We are sitting in a small room in the National Cricket Academy and Joshi is trying to explain why he is still carrying on playing. Not that he is floundering. In fact he is the third-highest wicket-taker this Ranji season with 25 wickets from five games. But the question remains. There are some players, like Kanwaljit Singh, who went on playing in search of that elusive India cap. What drives a player like Joshi who has had the taste of international cricket to continue sweating it out for the state? Sure, there must be a hope that he can play again, but deep down he must feel, if not know, the dream is over.
Joshi is still hopeful of a national recall, but that is not his chief motivating factor. He charges his batteries daily with the desire to pay his dues back to Karnataka cricket by being a mentor to the youngsters, the left-arm spinner KP Appanna in particular.
"I want to nurture the youngsters. I don't want them to endure what I faced early in my career when couple of seniors Raghuram Bhatt and K Jeshwant retired. It took a while to settle down, find my feet, get experienced and start taking the load. That should not happen to youngsters coming in, be it bowling or batting. As a senior, I need to pass on my experience, help in their growth and make them committed and that is only going to benefit Karnataka.
"I feel every player should have one idol who you go to and surrender yourself completely to. He may not be a cricketer, might be a good friend too, but he might be able to help you. Like how Bishan Bedi sir has been to me. Even today, when I feel low, I just pick the telephone and speak to him. I tell him what I am going through and he would say, 'It's fine Josh' and we thrash it out. I am doing a similar role for Appanna. I don't want him to feel alone."
Fair enough, but how about the other charge that an older player always faces? That he is blocking a youngster? Joshi dives into his memory to counter that with an anecdote. "When I was trying to get my way into the team, I was competing with [Kartik] Jeshwant and Raghuram Bhatt. During one of the selection tournaments between state XI and combined city XI, Raghuram made a statement: 'Yes I know Sunil Joshi is rising, but he has to come little closer to me to replace me. He has to perform consistently, perform in every game.' It was a good thing. I liked the competition and that was his thinking too to toughen me up so that I force my way in.

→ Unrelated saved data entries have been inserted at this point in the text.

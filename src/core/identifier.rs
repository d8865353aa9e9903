//! Identifier validation and quoting for generated SQL.
//!
//! Table and column names cannot be bound as statement parameters, so every
//! identifier that ends up in generated SQL goes through this module:
//! validate for suspicious input (null bytes, excessive length), then apply
//! PostgreSQL double-quoting with embedded quotes doubled.
//!
//! Quoting makes names case-sensitive, exactly as they are spelled by the
//! caller.

use crate::error::{BulkError, Result};

/// Maximum identifier length. PostgreSQL truncates identifiers at
/// NAMEDATALEN - 1 bytes; anything longer is a caller mistake.
const MAX_IDENTIFIER_LENGTH: usize = 63;

/// Validate an identifier.
///
/// Rejects empty identifiers, identifiers containing null bytes, and
/// identifiers exceeding [`MAX_IDENTIFIER_LENGTH`] bytes.
///
/// # Errors
///
/// Returns [`BulkError::Identifier`] with a descriptive message.
pub fn validate_identifier(name: &str) -> Result<()> {
    if name.is_empty() {
        return Err(BulkError::Identifier(
            "identifier cannot be empty".to_string(),
        ));
    }

    if name.contains('\0') {
        return Err(BulkError::Identifier(format!(
            "identifier contains null byte: {:?}",
            name
        )));
    }

    if name.len() > MAX_IDENTIFIER_LENGTH {
        return Err(BulkError::Identifier(format!(
            "identifier exceeds {} bytes (got {}): {:?}",
            MAX_IDENTIFIER_LENGTH,
            name.len(),
            name
        )));
    }

    Ok(())
}

/// Quote a PostgreSQL identifier.
///
/// Escapes double quotes by doubling them and wraps the name in double
/// quotes. Validates the identifier first.
pub fn quote_ident(name: &str) -> Result<String> {
    validate_identifier(name)?;
    Ok(format!("\"{}\"", name.replace('"', "\"\"")))
}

|He charges his batteries daily with the desire to pay his dues back to Karnataka cricket by being a mentor to the youngsters, the left-arm spinner KP Appanna in particular|
"I don't want to stop any youngster, but he should force me out with his performances. I keep telling Appanna, 'You have young legs, young hands, just keep pushing yourself.'"

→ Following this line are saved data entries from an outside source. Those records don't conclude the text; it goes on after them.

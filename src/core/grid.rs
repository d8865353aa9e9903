//! Rectangular 2D grid of cell values.

use crate::error::{BulkError, Result};

/// Row-major rectangular grid of values to load.
///
/// Rows are records; columns line up positionally with the target table's
/// columns. Construction is the precondition gate: once a `Grid` exists it
/// is guaranteed to be a non-empty rectangle, so the loader never has to
/// re-check shape after opening a connection.
#[derive(Debug, Clone, PartialEq)]
pub struct Grid<T> {
    rows: Vec<Vec<T>>,
    cols: usize,
}

impl<T> Grid<T> {
    /// Build a grid from rows.
    ///
    /// # Errors
    ///
    /// Returns [`BulkError::Shape`] if there are no rows, if rows have no
    /// columns, or if any row's length differs from the first row's.
    pub fn from_rows(rows: Vec<Vec<T>>) -> Result<Self> {
        let Some(first) = rows.first() else {
            return Err(BulkError::Shape("grid has no rows".to_string()));
        };

        let cols = first.len();
        if cols == 0 {
            return Err(BulkError::Shape("grid rows have no columns".to_string()));
        }

        if let Some((idx, row)) = rows
            .iter()
            .enumerate()
            .find(|(_, row)| row.len() != cols)
        {
            return Err(BulkError::Shape(format!(
                "row {} has {} columns, expected {}",
                idx,
                row.len(),
                cols
            )));
        }

        Ok(Self { rows, cols })
    }

    /// Number of rows.
    #[must_use]
    pub fn row_count(&self) -> usize {
        self.rows.len()
    }

    /// Number of columns.
    #[must_use]
    pub fn col_count(&self) -> usize {
        self.cols
    }

    /// Iterate over rows as slices.
    pub fn rows(&self) -> impl Iterator<Item = &[T]> {
        self.rows.iter().map(Vec::as_slice)
    }
}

How exactly does he help him? What does he say? "Last couple of games he was my room-mate. I want him to develop lots of things. Like how you have got to be more mature. I don't want him to face the same thing I did: waste five or six years in getting mature. Try and do it in two years.

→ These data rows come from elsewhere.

//! CLI frontend for the Spotlight level editor core.

mod commands;

use std::path::PathBuf;
use std::process;

use clap::{Parser, Subcommand};

#[derive(Parser)]
#[command(
    name = "sl",
    about = "Spotlight: inspect zone documents and duplicate linked objects",
    version,
    propagate_version = true
)]
struct Cli {
    /// Log duplication and link decisions to stderr
    #[arg(short, long, global = true)]
    verbose: bool,

    /// Editor config file (JSON)
    #[arg(long, global = true)]
    config: Option<PathBuf>,

    /// Rail point defaults (JSON map of class name to properties)
    #[arg(long, global = true)]
    defaults: Option<PathBuf>,

    #[command(subcommand)]
    command: Commands,
}

#[derive(Subcommand)]
enum Commands {
    /// Decode a zone and check that every link resolves
    Check {
        /// Zone document
        zone: PathBuf,
    },

    /// List the objects of a zone
    List {
        /// Zone document
        zone: PathBuf,

        /// Only list objects of this class
        #[arg(short, long)]
        class: Option<String>,
    },

    /// Show one object in detail
    Show {
        /// Zone document
        zone: PathBuf,

        /// Object ID
        id: String,
    },

    /// Duplicate objects within a zone
    Duplicate {
        /// Zone document
        zone: PathBuf,

        /// IDs of the objects to duplicate
        ids: Vec<String>,

        /// Rail points to duplicate, as RAIL:I,J,... (repeatable)
        #[arg(short, long)]
        points: Vec<String>,

        /// Let copies keep links to objects that were not duplicated
        #[arg(long)]
        keep_links_to_originals: bool,

        /// Output file (default: overwrite the zone document)
        #[arg(short, long)]
        output: Option<PathBuf>,
    },

    /// Duplicate objects from one zone into another
    Paste {
        /// Zone document to copy from
        source: PathBuf,

        /// Zone document to paste into
        dest: PathBuf,

        /// IDs of the objects to copy
        ids: Vec<String>,

        /// Rail points to copy, as RAIL:I,J,... (repeatable)
        #[arg(short, long)]
        points: Vec<String>,

        /// Source zone offset inside the destination, as X,Y,Z
        #[arg(long, allow_hyphen_values = true)]
        offset: Option<String>,

        /// Source zone rotation inside the destination, as X,Y,Z degrees
        #[arg(long, allow_hyphen_values = true)]
        rotate: Option<String>,

        /// Output file (default: overwrite the destination document)
        #[arg(short, long)]
        output: Option<PathBuf>,
    },
}

fn init_logging(verbose: bool) {
    use env_logger::{Builder, Env};

    let level = if verbose { "debug" } else { "warn" };
    Builder::from_env(Env::default().default_filter_or(level))
        .format_timestamp(None)
        .init();
}

fn main() {
    let cli = Cli::parse();
    init_logging(cli.verbose);

    let result = commands::Context::load(cli.config.as_deref(), cli.defaults.as_deref())
        .and_then(|ctx| match cli.command {
            Commands::Check { zone } => commands::check::run(&ctx, &zone),
            Commands::List { zone, class } => commands::list::run(&ctx, &zone, class.as_deref()),
            Commands::Show { zone, id } => commands::show::run(&ctx, &zone, &id),
            Commands::Duplicate {
                zone,
                ids,
                points,
                keep_links_to_originals,
                output,
            } => commands::duplicate::run(
                &ctx,
                &zone,
                &ids,
                &points,
                keep_links_to_originals,
                output.as_deref(),
            ),
            Commands::Paste {
                source,
                dest,
                ids,
                points,
                offset,
                rotate,
                output,
            } => commands::paste::run(
                &ctx,
                &source,
                &dest,
                &ids,
                &points,
                offset.as_deref(),
                rotate.as_deref(),
                output.as_deref(),
            ),
        });

    if let Err(e) = result {
        eprintln!("error: {e}");
        process::exit(1);
    }
}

"Appanna is going through the second-season blues. It is natural. But I am seeing improvement; it might not have translated into taking wickets, but his art is developing. I think he has bowled well, especially in the last two games. Yesterday he was named in the U-19 squad for South Africa and in the World Cup probables. You will see him bowl better now after this recognition. I can see the change in him. He was in a joyful mood and totally focused in the nets today. And that is the challenge that I have, to make him realise that whether you bowl well, bat well, have a bad day or match, you should remain what you are. Stay committed. Stay focussed."
Joshi does not want to gaze too much into the crystal ball. He has completed level 2 and level 3 of ECB coaching and he might walk that path. "I want to take it step by step. My focus is just to concentrate on the youngsters, focus on my fitness and lead by example. Within one or two years, the young cricketers can and should come to my level. And if that happens, I would have done my job." And when that day comes, Karnataka could be proud and thankful to their relentless soldier who kept turning in for work, day in and day out for more than sixteen years.